MHB Understanding Systems of DEs with Non-Zero $b(t)$

[madflame991]

Hi!

Let's say we have a system of DEs
$$
\begin{cases}
\frac{dx}{dt} = y + e^t\\
\frac{dy}{dt} = x - t^2\\
\end{cases}
$$

One would write it in matrix form and compute the eigenvectors and stuff like in this tutorial (can't post links due to low post count - it's from "Paul's online math notes")

The only problem is that in that tutorial $b(t)$ is always $0$. In my case $b(t)$ is $(e^t ; -t^2)$
Where does $b(t)$ fit in when solving this type of system?

 

[Mathwebster]

There's a "variation of parameters" method for systems.

 

[Prove It]

Hi!

Let's say we have a system of DEs
$$
\begin{cases}
\frac{dx}{dt} = y + e^t\\
\frac{dy}{dt} = x - t^2\\
\end{cases}
$$

One would write it in matrix form and compute the eigenvectors and stuff like in this tutorial (can't post links due to low post count - it's from "Paul's online math notes")
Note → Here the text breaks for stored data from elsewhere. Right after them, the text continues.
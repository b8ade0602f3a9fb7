//! Axis-aligned bounding box
//!
//! The workhorse primitive of the library. Both hierarchies store an
//! `Aabb` per node; all pruning decisions reduce to the kernels here.
//!
//! Author: Moroya Sakamoto

use glam::Vec3;
use serde::{Deserialize, Serialize};

/// Axis-aligned bounding box
#[derive(Debug, Clone, Copy, PartialEq, Serialize, Deserialize)]
pub struct Aabb {
    /// Minimum corner
    pub min: Vec3,
    /// Maximum corner
    pub max: Vec3,
}

impl Aabb {
    /// The empty (inverted) AABB. Unioning anything into it yields that
    /// thing; every intersection test against it misses.
    pub const EMPTY: Aabb = Aabb {
        min: Vec3::splat(f32::INFINITY),
        max: Vec3::splat(f32::NEG_INFINITY),
    };

    /// Create a new AABB from min/max corners
    #[inline]
    pub fn new(min: Vec3, max: Vec3) -> Self {
        Aabb { min, max }
    }

    /// Create from center and half-extents
    #[inline]
    pub fn from_center_extents(center: Vec3, half_extents: Vec3) -> Self {
        Aabb {
            min: center - half_extents,
            max: center + half_extents,
        }
    }

    /// Tightest box around a set of points (empty box for an empty set)
    pub fn from_points(points: &[Vec3]) -> Self {
        let mut aabb = Aabb::EMPTY;
        for &p in points {
            aabb.expand_point(p);
        }
        aabb
    }

    /// A non-empty box has `min.k <= max.k` on every axis
    #[inline]
    pub fn is_valid(&self) -> bool {
        self.min.x <= self.max.x && self.min.y <= self.max.y && self.min.z <= self.max.z
    }

    /// Get center point
    #[inline]
    pub fn center(&self) -> Vec3 {
        (self.min + self.max) * 0.5
    }

    /// Get size (edge lengths)
    #[inline]
    pub fn size(&self) -> Vec3 {
        self.max - self.min
    }

    /// Get half-extents
    #[inline]
    pub fn half_extents(&self) -> Vec3 {
        self.size() * 0.5
    }

    /// Volume; zero for invalid or flat boxes
    #[inline]
    pub fn volume(&self) -> f32 {
        let d = self.size().max(Vec3::ZERO);
        d.x * d.y * d.z
    }

    /// Surface area (for SAH); zero for invalid boxes
    #[inline]
    pub fn surface_area(&self) -> f32 {
        let d = self.size().max(Vec3::ZERO);
        2.0 * (d.x * d.y + d.y * d.z + d.z * d.x)
    }

    /// Longest axis (0=X, 1=Y, 2=Z)
    #[inline]
    pub fn longest_axis(&self) -> usize {
        let d = self.size();
        if d.x > d.y && d.x > d.z {
            0
        } else if d.y > d.z {
            1
        } else {
            2
        }
    }

    /// Expand to include a point
    #[inline]
    pub fn expand_point(&mut self, point: Vec3) {
        self.min = self.min.min(point);
        self.max = self.max.max(point);
    }

    /// Expand to include another AABB
    #[inline]
    pub fn expand_aabb(&mut self, other: &Aabb) {
        self.min = self.min.min(other.min);
        self.max = self.max.max(other.max);
    }

    /// Grow uniformly by `margin` on every side
    #[inline]
    pub fn expand(&self, margin: f32) -> Aabb {
        Aabb {
            min: self.min - Vec3::splat(margin),
            max: self.max + Vec3::splat(margin),
        }
    }

    /// Union with another AABB
    #[inline]
    pub fn union(&self, other: &Aabb) -> Aabb {
        Aabb {
            min: self.min.min(other.min),
            max: self.max.max(other.max),
        }
    }

    /// Check if a point is inside (boundary inclusive)
    #[inline]
    pub fn contains(&self, point: Vec3) -> bool {
        point.x >= self.min.x
            && point.x <= self.max.x
            && point.y >= self.min.y
            && point.y <= self.max.y
            && point.z >= self.min.z
            && point.z <= self.max.z
    }

    /// Check if this box fully contains another
    #[inline]
    pub fn contains_aabb(&self, other: &Aabb) -> bool {
        self.min.x <= other.min.x
            && self.min.y <= other.min.y
            && self.min.z <= other.min.z
            && self.max.x >= other.max.x
            && self.max.y >= other.max.y
            && self.max.z >= other.max.z
    }

    /// Separating-axis overlap test (boundary-touching boxes overlap)
    #[inline]
    pub fn intersects(&self, other: &Aabb) -> bool {
        self.min.x <= other.max.x
            && other.min.x <= self.max.x
            && self.min.y <= other.max.y
            && other.min.y <= self.max.y
            && self.min.z <= other.max.z
            && other.min.z <= self.max.z
    }

    /// Closest point on (or in) the box to `point`.
    ///
    /// Per-axis clamp; an invalid box returns garbage, so callers prune
    /// invalid boxes first (the distance kernels below do).
    #[inline]
    pub fn closest_point(&self, point: Vec3) -> Vec3 {
        Vec3::new(
            point.x.max(self.min.x).min(self.max.x),
            point.y.max(self.min.y).min(self.max.y),
            point.z.max(self.min.z).min(self.max.z),
        )
    }

    /// Squared distance from a point to the box (zero inside).
    /// Invalid boxes are infinitely far away.
    #[inline]
    pub fn distance_squared_to_point(&self, point: Vec3) -> f32 {
        if !self.is_valid() {
            return f32::INFINITY;
        }
        (point - self.closest_point(point)).length_squared()
    }

    /// Distance from a point to the box (zero inside)
    #[inline]
    pub fn distance_to_point(&self, point: Vec3) -> f32 {
        if !self.is_valid() {
            return f32::INFINITY;
        }
        (point - self.closest_point(point)).length()
    }
}

impl Default for Aabb {
    fn default() -> Self {
        Aabb::EMPTY
    }
}
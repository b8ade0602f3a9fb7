//! Dynamic object-level BVH
//!
//! A binary tree of axis-aligned bounds over opaque payloads, supporting
//! incremental insert/update/remove, bulk rebuild, refit, and four query
//! primitives: raycast, range search, nearest neighbor, and bounds
//! overlap.
//!
//! Every traversal is iterative with an explicit stack; insertion walks
//! are capped at twice the depth limit and degrade to a forced placement
//! with a warning instead of running away.
//!
//! Author: Moroya Sakamoto

use std::collections::HashMap;

use glam::Vec3;
use rayon::prelude::*;
use thiserror::Error;

use super::builder;
use super::node::{LeafData, NodeArena, NodeKind};
use crate::types::{Aabb, BuildStrategy, Ray};

/// Default maximum number of objects gathered into one leaf region
pub const DEFAULT_MAX_LEAF_SIZE: u32 = 8;

/// Default maximum tree depth
pub const DEFAULT_MAX_DEPTH: u32 = 32;

/// Invalid query parameters, distinct from a "not found" result
#[derive(Debug, Error, Clone, Copy, PartialEq)]
pub enum QueryError {
    /// Range queries require a non-negative radius
    #[error("radius must be non-negative, got {0}")]
    NegativeRadius(f32),

    /// Ray and nearest queries require a non-negative distance cap
    #[error("max distance must be non-negative, got {0}")]
    NegativeMaxDistance(f32),
}

/// A ray hit against an object's bounds
#[derive(Debug, Clone)]
pub struct RayHit<P> {
    /// The object's payload
    pub payload: P,
    /// Distance along the ray to the hit
    pub distance: f32,
    /// Hit point (`origin + distance * direction`)
    pub point: Vec3,
    /// Approximate outward face normal of the AABB at the hit point
    pub normal: Vec3,
}
//! Triangle primitive and the Möller-Trumbore intersection kernel
//!
//! Triangles carry the index of their position in the source mesh so
//! hits can be mapped back to the original geometry after the build
//! reorders them.
//!
//! Author: Moroya Sakamoto

use glam::Vec3;
use serde::{Deserialize, Serialize};

use super::{Aabb, Ray, TRIANGLE_EPSILON};

/// Triangle with a back-reference into its source mesh
#[derive(Debug, Clone, Copy, Serialize, Deserialize)]
pub struct Triangle {
    /// First vertex
    pub a: Vec3,
    /// Second vertex
    pub b: Vec3,
    /// Third vertex
    pub c: Vec3,
    /// Position of this triangle in the source mesh
    pub index: u32,
}

/// Barycentric hit on a triangle
#[derive(Debug, Clone, Copy)]
pub struct TriangleHit {
    /// Distance along the ray
    pub distance: f32,
    /// Barycentric weight of vertex `b`
    pub u: f32,
    /// Barycentric weight of vertex `c`
    pub v: f32,
    /// Barycentric weight of vertex `a` (`1 - u - v`)
    pub w: f32,
}

impl Triangle {
    /// Create a triangle from vertices and its source-mesh index
    #[inline]
    pub fn new(a: Vec3, b: Vec3, c: Vec3, index: u32) -> Self {
        Triangle { a, b, c, index }
    }

    /// Centroid (mean of the three vertices)
    #[inline]
    pub fn centroid(&self) -> Vec3 {
        (self.a + self.b + self.c) / 3.0
    }

    /// Componentwise min/max bounds of the vertices
    #[inline]
    pub fn bounds(&self) -> Aabb {
        Aabb {
            min: self.a.min(self.b).min(self.c),
            max: self.a.max(self.b).max(self.c),
        }
    }

    /// Geometric normal (zero for degenerate triangles)
    #[inline]
    pub fn normal(&self) -> Vec3 {
        (self.b - self.a).cross(self.c - self.a).normalize_or_zero()
    }

    /// Möller-Trumbore ray-triangle intersection.
    ///
    /// With `cull_backface` set, triangles facing away from the ray
    /// (determinant below epsilon) are discarded; otherwise only
    /// near-parallel rays are rejected. Hits behind the origin
    /// (`t <= epsilon`) never count.
    pub fn intersect_ray(&self, ray: &Ray, cull_backface: bool) -> Option<TriangleHit> {
        let edge1 = self.b - self.a;
        let edge2 = self.c - self.a;

        let h = ray.direction.cross(edge2);
        let det = edge1.dot(h);

        if cull_backface {
            if det < TRIANGLE_EPSILON {
                return None;
            }
        } else if det.abs() < TRIANGLE_EPSILON {
            return None;
        }

        let inv_det = 1.0 / det;
        let s = ray.origin - self.a;
        let u = s.dot(h) * inv_det;
        if !(0.0..=1.0).contains(&u) {
            return None;
        }

        let q = s.cross(edge1);
        let v = ray.direction.dot(q) * inv_det;
        if v < 0.0 || u + v > 1.0 {
            return None;
        }

        let t = edge2.dot(q) * inv_det;
        if t <= TRIANGLE_EPSILON {
            return None;
        }

        Some(TriangleHit {
            distance: t,
            u,
            v,
            w: 1.0 - u - v,
        })
    }
}
//! # ALICE-BVH
//!
//! **A.L.I.C.E. - Adaptive Lightweight Intersection & Culling Engine**
//!
//! A spatial acceleration library built around bounding volume
//! hierarchies: a dynamic object-level tree for moving scenes and a
//! static triangle-level tree for precise mesh raycasts.
//!
//! ## Features
//!
//! - **Kernels**: AABB, ray (slab test), bounding sphere, triangle
//!   (Möller-Trumbore)
//! - **Dynamic BVH**: incremental insert/update/remove, refit, rebuild
//! - **Queries**: raycast (all hits / first hit), range search,
//!   nearest neighbor, bounds overlap
//! - **Batch builder**: SAH, spatial-median and object-median strategies
//! - **Mesh BVH**: triangle soups with exact first-hit and all-hits casts
//! - **Scene facade**: collider registration, dirty tracking, scheduled
//!   refit/rebuild
//!
//! ## Example
//!
//! ```rust
//! use alice_bvh::prelude::*;
//!
//! let mut tree: Bvh<&str> = Bvh::default();
//! tree.insert(
//!     Aabb::new(Vec3::new(-2.0, -1.0, -1.0), Vec3::new(-1.0, 1.0, 1.0)),
//!     "left cube",
//! );
//! tree.insert(
//!     Aabb::new(Vec3::new(1.0, -1.0, -1.0), Vec3::new(2.0, 1.0, 1.0)),
//!     "right cube",
//! );
//!
//! let ray = Ray::new(Vec3::new(-10.0, 0.0, 0.0), Vec3::X);
//! let hit = tree.raycast_first(&ray, 100.0).unwrap().unwrap();
//! assert_eq!(hit.payload, "left cube");
//! ```
//!
//! ## Author
//!
//! Moroya Sakamoto

#![warn(missing_docs)]

pub mod bvh;
pub mod manager;
pub mod mesh;
pub mod types;

/// Library version
pub const VERSION: &str = env!("CARGO_PKG_VERSION");

/// Prelude - commonly used types and functions
pub mod prelude {
    pub use crate::bvh::{
        Bvh, BvhStats, NearestHit, QueryError, RayHit, ValidationError, ValidationReport,
    };
    pub use crate::manager::{
        Collider, ColliderRef, ManagerError, ManagerOptions, SpatialManager,
    };
    pub use crate::mesh::{MeshBvh, MeshBvhConfig, MeshBvhStats, MeshHit};
    pub use crate::types::{
        Aabb, BoundingSphere, BuildStrategy, Ray, Triangle, TriangleHit,
    };
    pub use glam::{Mat4, Vec3};
}

// Re-exports for convenience
pub use bvh::{Bvh, QueryError};
pub use mesh::MeshBvh;
pub use types::{Aabb, BuildStrategy, Ray};
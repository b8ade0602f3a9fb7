//! Structural maintenance of the dynamic BVH: rebuild equivalence,
//! removal invariants, refit, and round-trip laws
//!
//! Author: Moroya Sakamoto

mod common;

use alice_bvh::prelude::*;
use common::*;

#[test]
fn test_rebuild_equivalence_under_seeded_rays() {
    // Scenario: 1000 random boxes, 1000 seeded rays; every first-hit
    // must survive a rebuild unchanged
    let mut r = rng(0xA11CE);
    let mut tree: Bvh<u32> = Bvh::default();
    for i in 0..1000u32 {
        tree.insert(random_aabb(&mut r, 30.0, 2.0), i);
    }

    let rays: Vec<Ray> = (0..1000).map(|_| random_inward_ray(&mut r, 80.0)).collect();
    let before: Vec<Option<(u32, f32)>> = rays
        .iter()
        .map(|ray| {
            tree.raycast_first(ray, 500.0)
                .unwrap()
                .map(|h| (h.payload, h.distance))
        })
        .collect();

    tree.rebuild(BuildStrategy::Sah);
    assert!(tree.validate().ok);

    for (ray, expected) in rays.iter().zip(&before) {
        let after = tree
            .raycast_first(ray, 500.0)
            .unwrap()
            .map(|h| (h.payload, h.distance));
        match (expected, after) {
            (Some((_, t0)), Some((_, t1))) => {
                assert!((t0 - t1).abs() < 1e-6, "{} vs {}", t0, t1);
            }
            (None, None) => {}
            other => panic!("rebuild changed a ray result: {:?}", other),
        }
    }
}

#[test]
fn test_remove_all_in_reverse_order() {
    // Scenario: 500 random boxes removed in reverse insertion order;
    // the tree validates after every removal and the count steps down
    let mut r = rng(0xBEEF);
    let mut tree: Bvh<u32> = Bvh::default();
    let mut ids = Vec::new();
    for i in 0..500u32 {
        ids.push(tree.insert(random_aabb(&mut r, 25.0, 2.0), i));
    }

    for (step, id) in ids.iter().rev().enumerate() {
        let before = tree.len();
        assert!(tree.remove(*id), "id {} vanished early", id);
        assert_eq!(tree.len(), before - 1);
        let report = tree.validate();
        assert!(report.ok, "step {}: {:?}", step, report.errors);
    }
    assert!(tree.is_empty());
    assert_eq!(tree.stats().node_count, 0);
}

#[test]
fn test_insert_remove_round_trip_restores_count_and_stats() {
    let mut r = rng(0xCAFE);
    let mut tree: Bvh<u32> = Bvh::default();
    for i in 0..100u32 {
        tree.insert(random_aabb(&mut r, 15.0, 1.5), i);
    }
    let count_before = tree.len();
    let stats_before = tree.stats();

    let extra = tree.insert(random_aabb(&mut r, 15.0, 1.5), 999);
    assert_eq!(tree.len(), count_before + 1);
    assert!(tree.remove(extra));

    assert_eq!(tree.len(), count_before);
    let stats_after = tree.stats();
    assert_eq!(stats_after.object_count, stats_before.object_count);
    assert_eq!(stats_after.leaf_count, stats_before.leaf_count);
    assert!(tree.validate().ok);
}

#[test]
fn test_rebuild_is_idempotent() {
    let mut r = rng(0xD00D);
    let mut tree: Bvh<u32> = Bvh::default();
    for i in 0..200u32 {
        tree.insert(random_aabb(&mut r, 20.0, 2.0), i);
    }

    for strategy in [
        BuildStrategy::Sah,
        BuildStrategy::Median,
        BuildStrategy::Equal,
    ] {
        tree.rebuild(strategy);
        let first = tree.stats();
        let mut first_payloads = tree.intersect_bounds(&Aabb::new(
            Vec3::splat(-100.0),
            Vec3::splat(100.0),
        ));
        first_payloads.sort_unstable();

        tree.rebuild(strategy);
        let second = tree.stats();
        let mut second_payloads = tree.intersect_bounds(&Aabb::new(
            Vec3::splat(-100.0),
            Vec3::splat(100.0),
        ));
        second_payloads.sort_unstable();

        assert_eq!(first.object_count, second.object_count, "{:?}", strategy);
        assert_eq!(first.leaf_count, second.leaf_count, "{:?}", strategy);
        assert_eq!(first.node_count, second.node_count, "{:?}", strategy);
        assert_eq!(first_payloads, second_payloads, "{:?}", strategy);
        assert!(tree.validate().ok);
    }
}

#[test]
fn test_update_moves_object_and_queries_follow() {
    let mut tree: Bvh<u32> = Bvh::default();
    let mut r = rng(0xF00D);
    let mut ids = Vec::new();
    for i in 0..64u32 {
        ids.push(tree.insert(random_aabb(&mut r, 10.0, 1.0), i));
    }

    // Teleport a quarter of the objects to a far cluster
    let far = Vec3::new(500.0, 0.0, 0.0);
    for &id in ids.iter().step_by(4) {
        assert!(tree.update(id, Aabb::from_center_extents(far, Vec3::splat(0.5))));
    }
    tree.refit();
    assert!(tree.validate().ok);

    let found = tree.query_range(far, 1.0).unwrap();
    assert_eq!(found.len(), 16);

    // The tree bounds must have grown to cover the cluster
    let bounds = tree.bounds().unwrap();
    assert!(bounds.max.x >= 500.0);
}

#[test]
fn test_validate_after_interleaved_churn() {
    let mut r = rng(0x1234);
    let mut tree: Bvh<u32> = Bvh::default();
    let mut live: Vec<u64> = Vec::new();

    for round in 0..20 {
        for i in 0..25u32 {
            live.push(tree.insert(random_aabb(&mut r, 20.0, 2.0), round * 100 + i));
        }
        // Remove every third live object
        let mut removed = Vec::new();
        for (k, &id) in live.iter().enumerate() {
            if k % 3 == 0 {
                assert!(tree.remove(id));
                removed.push(id);
            }
        }
        live.retain(|id| !removed.contains(id));

        if round % 5 == 4 {
            tree.rebuild(BuildStrategy::Sah);
        }
        let report = tree.validate();
        assert!(report.ok, "round {}: {:?}", round, report.errors);
        assert_eq!(tree.len() as usize, live.len());
    }
}

#[test]
fn test_clear_resets_but_ids_stay_monotonic() {
    let mut tree: Bvh<u32> = Bvh::default();
    let a = tree.insert(Aabb::from_center_extents(Vec3::ZERO, Vec3::ONE), 0);
    tree.clear();
    assert!(tree.is_empty());
    assert!(tree.validate().ok);

    let b = tree.insert(Aabb::from_center_extents(Vec3::ONE, Vec3::ONE), 1);
    assert!(b > a, "id allocation keeps advancing across clear");
}

#[test]
fn test_deep_degenerate_stack_stays_bounded() {
    // Coincident objects defeat every split heuristic; the tree must
    // stay within its depth discipline and remain fully queryable
    let mut tree: Bvh<u32> = Bvh::new(1, 16, true);
    let bounds = Aabb::from_center_extents(Vec3::ZERO, Vec3::splat(0.5));
    for i in 0..200u32 {
        tree.insert(bounds, i);
    }
    assert_eq!(tree.len(), 200);

    let found = tree.query_range(Vec3::ZERO, 1.0).unwrap();
    assert_eq!(found.len(), 200);

    let ray = Ray::new(Vec3::new(-5.0, 0.0, 0.0), Vec3::X);
    let hits = tree.raycast(&ray, 100.0).unwrap();
    assert_eq!(hits.len(), 200);
}

#[test]
fn test_stats_balance_factor_bounds() {
    let mut r = rng(0x7777);
    let tree = Bvh::build(
        (0..256u32).map(|i| (random_aabb(&mut r, 30.0, 2.0), i)),
        BuildStrategy::Sah,
        8,
        32,
    );
    let stats = tree.stats();
    assert!(stats.balance_factor > 0.0 && stats.balance_factor <= 1.0);
    assert_eq!(stats.object_count, 256);
    assert!(stats.leaf_count >= 1);
    assert!(stats.node_count >= stats.leaf_count);
    assert!(stats.memory_bytes > 0);
}
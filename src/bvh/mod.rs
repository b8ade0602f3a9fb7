//! Dynamic object-level bounding volume hierarchy
//!
//! The tree lives in a slot arena with `u32` indices; parent links are
//! plain indices, so refits and removals are pure index walks. Payloads
//! are opaque handles the caller remains responsible for.
//!
//! - [`Bvh`]: insert/update/remove/clear plus raycast, range,
//!   nearest-neighbor and bounds-overlap queries
//! - batch bulk construction under SAH, spatial-median, or
//!   object-median partitioning
//! - [`BvhStats`] / [`ValidationReport`]: shape snapshots and a full
//!   structural audit
//!
//! Author: Moroya Sakamoto

mod builder;
mod diagnostics;
mod node;
mod tree;

pub use diagnostics::{BvhStats, ValidationError, ValidationReport};
pub use tree::{
    Bvh, NearestHit, QueryError, RayHit, DEFAULT_MAX_DEPTH, DEFAULT_MAX_LEAF_SIZE,
};
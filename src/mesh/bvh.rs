//! BVH for triangle meshes
//!
//! Static after construction: build once from a triangle soup, then cast
//! rays with exact Möller-Trumbore hits. Construction is top-down over a
//! reordered triangle permutation, realized with an explicit work stack;
//! the partitioning strategies and their fallback chain mirror the
//! object-level batch builder.
//!
//! A brute-force linear caster is retained as the correctness oracle for
//! tests and diagnostics.
//!
//! Author: Moroya Sakamoto

use glam::Vec3;
use rayon::prelude::*;
use serde::{Deserialize, Serialize};

use crate::bvh::QueryError;
use crate::types::{Aabb, BuildStrategy, Ray, Triangle, RECIP_EPSILON};

/// SAH bin count shared with the object-level builder. Fixed policy.
const SAH_BINS: usize = 32;
const COST_TRAVERSAL: f32 = 1.0;
const COST_INTERSECT: f32 = 1.25;

/// Construction parameters for a mesh BVH
#[derive(Debug, Clone, Copy, PartialEq, Serialize, Deserialize)]
pub struct MeshBvhConfig {
    /// Maximum triangles gathered into one leaf
    pub max_leaf_triangles: u32,
    /// Maximum tree depth
    pub max_depth: u32,
    /// Partitioning strategy
    pub strategy: BuildStrategy,
}

impl Default for MeshBvhConfig {
    fn default() -> Self {
        MeshBvhConfig {
            max_leaf_triangles: 10,
            max_depth: 40,
            strategy: BuildStrategy::Sah,
        }
    }
}

impl MeshBvhConfig {
    /// Cheapest build, adequate query speed. Good for throwaway meshes.
    pub fn fast() -> Self {
        MeshBvhConfig {
            max_leaf_triangles: 16,
            max_depth: 40,
            strategy: BuildStrategy::Median,
        }
    }

    /// Slowest build, best query speed
    pub fn high_quality() -> Self {
        MeshBvhConfig {
            max_leaf_triangles: 4,
            max_depth: 48,
            strategy: BuildStrategy::Sah,
        }
    }
}

/// A precise ray-triangle hit
#[derive(Debug, Clone, Copy)]
pub struct MeshHit {
    /// Index of the triangle in the source mesh
    pub triangle_index: u32,
    /// Distance along the ray
    pub distance: f32,
    /// Hit point (`origin + distance * direction`)
    pub point: Vec3,
    /// Barycentric weight of the second vertex
    pub u: f32,
    /// Barycentric weight of the third vertex
    pub v: f32,
    /// Barycentric weight of the first vertex
    pub w: f32,
}

/// Snapshot of a mesh BVH's shape
#[derive(Debug, Clone, Copy, PartialEq)]
pub struct MeshBvhStats {
    /// Total nodes
    pub node_count: u32,
    /// Leaf nodes
    pub leaf_count: u32,
    /// Deepest node
    pub max_depth: u32,
    /// Triangles indexed by the tree
    pub triangle_count: u32,
    /// Rough memory footprint in bytes
    pub memory_bytes: usize,
}

#[derive(Debug, Clone)]
enum MeshNodeKind {
    Leaf { start: u32, count: u32 },
    Internal { left: u32, right: u32 },
}

#[derive(Debug, Clone)]
struct MeshNode {
    bounds: Aabb,
    kind: MeshNodeKind,
}

/// Static triangle-level BVH with an optional opaque payload identifying
/// the source mesh.
///
/// World/local conversion is the caller's concern: transform a
/// world-space ray by the mesh's inverse world matrix
/// ([`Ray::transform`]), query in local space, and map hit points back.
#[derive(Debug, Clone)]
pub struct MeshBvh<P: Clone = ()> {
    triangles: Vec<Triangle>,
    /// Build-time permutation; leaves address ranges of this
    order: Vec<u32>,
    nodes: Vec<MeshNode>,
    root: Option<u32>,
    config: MeshBvhConfig,
    payload: Option<P>,
}
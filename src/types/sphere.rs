//! Bounding sphere utility primitive
//!
//! Spheres are not hierarchy nodes; they exist as a query/culling
//! convenience alongside the AABB. Construction from a point cloud uses
//! Ritter's algorithm.
//!
//! Author: Moroya Sakamoto

use glam::Vec3;
use serde::{Deserialize, Serialize};

use super::Aabb;

/// Bounding sphere
#[derive(Debug, Clone, Copy, PartialEq, Serialize, Deserialize)]
pub struct BoundingSphere {
    /// Center of the sphere
    pub center: Vec3,
    /// Radius, non-negative
    pub radius: f32,
}

impl BoundingSphere {
    /// Create a new bounding sphere. A negative radius is clamped to zero.
    #[inline]
    pub fn new(center: Vec3, radius: f32) -> Self {
        BoundingSphere {
            center,
            radius: radius.max(0.0),
        }
    }

    /// Test if a point is inside the sphere
    #[inline]
    pub fn contains(&self, point: Vec3) -> bool {
        (point - self.center).length_squared() <= self.radius * self.radius
    }

    /// Symmetric sphere-sphere overlap test
    #[inline]
    pub fn intersects_sphere(&self, other: &BoundingSphere) -> bool {
        let r = self.radius + other.radius;
        (other.center - self.center).length_squared() <= r * r
    }

    /// Sphere-AABB overlap via the closest point on the box
    #[inline]
    pub fn intersects_aabb(&self, aabb: &Aabb) -> bool {
        aabb.distance_squared_to_point(self.center) <= self.radius * self.radius
    }

    /// Tight-fitting sphere around a point set (Ritter's algorithm).
    ///
    /// O(n): pick extremes along an initial axis, seed the sphere from
    /// the two most distant points found, then grow to cover stragglers.
    /// An empty set yields a zero sphere at the origin.
    pub fn from_points(points: &[Vec3]) -> Self {
        if points.is_empty() {
            return BoundingSphere {
                center: Vec3::ZERO,
                radius: 0.0,
            };
        }

        // Point farthest from the first point
        let start = points[0];
        let mut p1 = start;
        let mut max_dist = 0.0f32;
        for &p in points {
            let d = (p - start).length_squared();
            if d > max_dist {
                max_dist = d;
                p1 = p;
            }
        }

        // Point farthest from that one
        let mut p2 = p1;
        max_dist = 0.0;
        for &p in points {
            let d = (p - p1).length_squared();
            if d > max_dist {
                max_dist = d;
                p2 = p;
            }
        }

        // Initial sphere from the two extremes
        let mut center = (p1 + p2) * 0.5;
        let mut radius = (p1 - p2).length() * 0.5;

        // Grow to include all points
        for &p in points {
            let dist = (p - center).length();
            if dist > radius {
                let new_radius = (radius + dist) * 0.5;
                let delta = dist - radius;
                center += (p - center).normalize() * (delta * 0.5);
                radius = new_radius;
            }
        }

        BoundingSphere { center, radius }
    }
}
The only problem is that in that tutorial $b(t)$ is always $0$. In my case $b(t)$ is $(e^t ; -t^2)$
Where does $b(t)$ fit in when solving this type of system?

In this case, note that $ \displaystyle \frac{dx}{dt} = y + e^t \implies \frac{d^2x}{dt^2} = \frac{dy}{dt} + e^t $, so that means

\[ \displaystyle \begin{align*} \frac{d^2x}{dt^2} &= x - t^2 + e^t \\ \frac{d^2x}{dt^2} - x &= e^t - t^2 \end{align*} \]

which is a second order linear constant coefficient nonhomogeneous ODE.

 

[Mathwebster]

In this case, note that $ \displaystyle \frac{dx}{dt} = y + e^t \implies \frac{d^2x}{dt^2} = \frac{dy}{dt} + e^t $, so that means

\[ \displaystyle \begin{align*} \frac{d^2x}{dt^2} &= x - t^2 + e^t \\ \frac{d^2x}{dt^2} - x &= e^t - t^2 \end{align*} \]

which is a second order linear constant coefficient nonhomogeneous ODE.

I think he wants a systems approach to this problem.

 

[HallsofIvy]

Either "variation of parameters" as Danny suggested or try "undetermined coefficients" trying a solution of the form $$\begin{bmatrix}Ae^t+ Bt^2+ Ct+ D \\ Ee^t+ Ft^2+ Gt+ Y\end{bmatrix}$$.